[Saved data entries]
■ ■ ■ ■

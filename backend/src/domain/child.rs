//! Child aggregate.

use std::fmt;
use std::str::FromStr;

use chrono::{DateTime, Datelike, FixedOffset, NaiveDate, Utc};
use serde::{Deserialize, Serialize};

use super::value_objects::PersonName;
use super::{ChildId, InstitutionId, UnknownVariant, UserId};

/// Who is responsible for a child. Exactly one party, by construction.
#[derive(Debug, Clone, Copy, PartialEq, Eq, Hash)]
pub enum Parentage {
    /// Cared for by a guardian at home.
    Guardian(UserId),
    /// Cared for by an institution.
    Institution(InstitutionId),
}

/// Failures raised by child rules.
#[derive(Debug, Clone, PartialEq, Eq, thiserror::Error)]
pub enum ChildError {
    #[error("보호자 또는 기관 중 하나를 지정해야 합니다")]
    ParentageMissing,
    #[error("보호자와 기관을 동시에 지정할 수 없습니다")]
    ParentageConflict,
    #[error("생년월일은 오늘 이후일 수 없습니다")]
    BirthDateInFuture,
}

impl Parentage {
    /// Build from the two optional inbound identifiers.
    ///
    /// # Examples
    /// ```
    /// use carebridge::domain::{ChildError, InstitutionId, Parentage, UserId};
    ///
    /// let guardian = UserId::random();
    /// assert_eq!(
    ///     Parentage::from_options(Some(guardian), None),
    ///     Ok(Parentage::Guardian(guardian))
    /// );
    /// assert_eq!(
    ///     Parentage::from_options(Some(guardian), Some(InstitutionId::random())),
    ///     Err(ChildError::ParentageConflict)
    /// );
    /// ```
    pub fn from_options(
        guardian_id: Option<UserId>,
        institution_id: Option<InstitutionId>,
    ) -> Result<Self, ChildError> {
        match (guardian_id, institution_id) {
            (Some(guardian), None) => Ok(Self::Guardian(guardian)),
            (None, Some(institution)) => Ok(Self::Institution(institution)),
            (Some(_), Some(_)) => Err(ChildError::ParentageConflict),
            (None, None) => Err(ChildError::ParentageMissing),
        }
    }

    pub fn guardian_id(&self) -> Option<UserId> {
        match self {
            Self::Guardian(id) => Some(*id),
            Self::Institution(_) => None,
        }
    }

    pub fn institution_id(&self) -> Option<InstitutionId> {
        match self {
            Self::Guardian(_) => None,
            Self::Institution(id) => Some(*id),
        }
    }
}

/// Recorded gender of a child.
#[derive(Debug, Clone, Copy, PartialEq, Eq, Hash, Serialize, Deserialize)]
#[serde(rename_all = "SCREAMING_SNAKE_CASE")]
pub enum Gender {
    Male,
    Female,
}

impl Gender {
    pub const fn as_str(self) -> &'static str {
        match self {
            Self::Male => "MALE",
            Self::Female => "FEMALE",
        }
    }
}

impl fmt::Display for Gender {
    fn fmt(&self, f: &mut fmt::Formatter<'_>) -> fmt::Result {
        f.write_str(self.as_str())
    }
}

impl FromStr for Gender {
    type Err = UnknownVariant;

    fn from_str(s: &str) -> Result<Self, Self::Err> {
        match s {
            "MALE" => Ok(Self::Male),
            "FEMALE" => Ok(Self::Female),
            other => Err(UnknownVariant(other.to_owned())),
        }
    }
}

/// Validated input for [`Child::create`].
#[derive(Debug, Clone)]
pub struct NewChild {
    pub name: PersonName,
    pub birth_date: NaiveDate,
    pub gender: Gender,
    pub parentage: Parentage,
}

/// Stored shape used to re-hydrate a [`Child`].
#[derive(Debug, Clone)]
pub struct ChildRecord {
    pub id: ChildId,
    pub name: PersonName,
    pub birth_date: NaiveDate,
    pub gender: Gender,
    pub parentage: Parentage,
    pub created_at: DateTime<Utc>,
    pub updated_at: DateTime<Utc>,
}

/// A child under care.
#[derive(Debug, Clone)]
pub struct Child {
    id: ChildId,
    name: PersonName,
    birth_date: NaiveDate,
    gender: Gender,
    parentage: Parentage,
    created_at: DateTime<Utc>,
    updated_at: DateTime<Utc>,
}

impl Child {
    /// Register a child. `tz` decides which calendar day "today" is.
    pub fn create(
        new: NewChild,
        now: DateTime<Utc>,
        tz: FixedOffset,
    ) -> Result<Self, ChildError> {
        let today = now.with_timezone(&tz).date_naive();
        if new.birth_date > today {
            return Err(ChildError::BirthDateInFuture);
        }
        Ok(Self {
            id: ChildId::random(),
            name: new.name,
            birth_date: new.birth_date,
            gender: new.gender,
            parentage: new.parentage,
            created_at: now,
            updated_at: now,
        })
    }

    /// Re-hydrate a stored child without validation.
    pub fn restore(record: ChildRecord) -> Self {
        Self {
            id: record.id,
            name: record.name,
            birth_date: record.birth_date,
            gender: record.gender,
            parentage: record.parentage,
            created_at: record.created_at,
            updated_at: record.updated_at,
        }
    }

    pub fn id(&self) -> ChildId {
        self.id
    }

    pub fn name(&self) -> &PersonName {
        &self.name
    }

    pub fn birth_date(&self) -> NaiveDate {
        self.birth_date
    }

    pub fn gender(&self) -> Gender {
        self.gender
    }

    pub fn parentage(&self) -> Parentage {
        self.parentage
    }

    pub fn created_at(&self) -> DateTime<Utc> {
        self.created_at
    }

    pub fn updated_at(&self) -> DateTime<Utc> {
        self.updated_at
    }

    /// Completed years on `date`; zero before the first birthday.
    pub fn age_on(&self, date: NaiveDate) -> u32 {
        let mut years = date.year() - self.birth_date.year();
        if (date.month(), date.day()) < (self.birth_date.month(), self.birth_date.day()) {
            years -= 1;
        }
        u32::try_from(years).unwrap_or(0)
    }

    /// Age at the instant `now`, as observed on the calendar of `tz`.
    pub fn age_at(&self, now: DateTime<Utc>, tz: FixedOffset) -> u32 {
        self.age_on(now.with_timezone(&tz).date_naive())
    }

    pub fn is_guardian(&self, user: UserId) -> bool {
        self.parentage == Parentage::Guardian(user)
    }

    pub fn belongs_to_institution(&self, institution: InstitutionId) -> bool {
        self.parentage == Parentage::Institution(institution)
    }

    pub fn rename(&mut self, name: PersonName, now: DateTime<Utc>) {
        self.name = name;
        self.updated_at = now;
    }

    /// Move the child to a different guardian or institution.
    pub fn transfer_to(&mut self, parentage: Parentage, now: DateTime<Utc>) {
        self.parentage = parentage;
        self.updated_at = now;
    }
}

■ ■ ■ ■

- [Problem to solve] Please go through the entries and show every line with the word "ParentageMissing".

- [Task answer]
    ParentageMissing,
            (None, None) => Err(ChildError::ParentageMissing),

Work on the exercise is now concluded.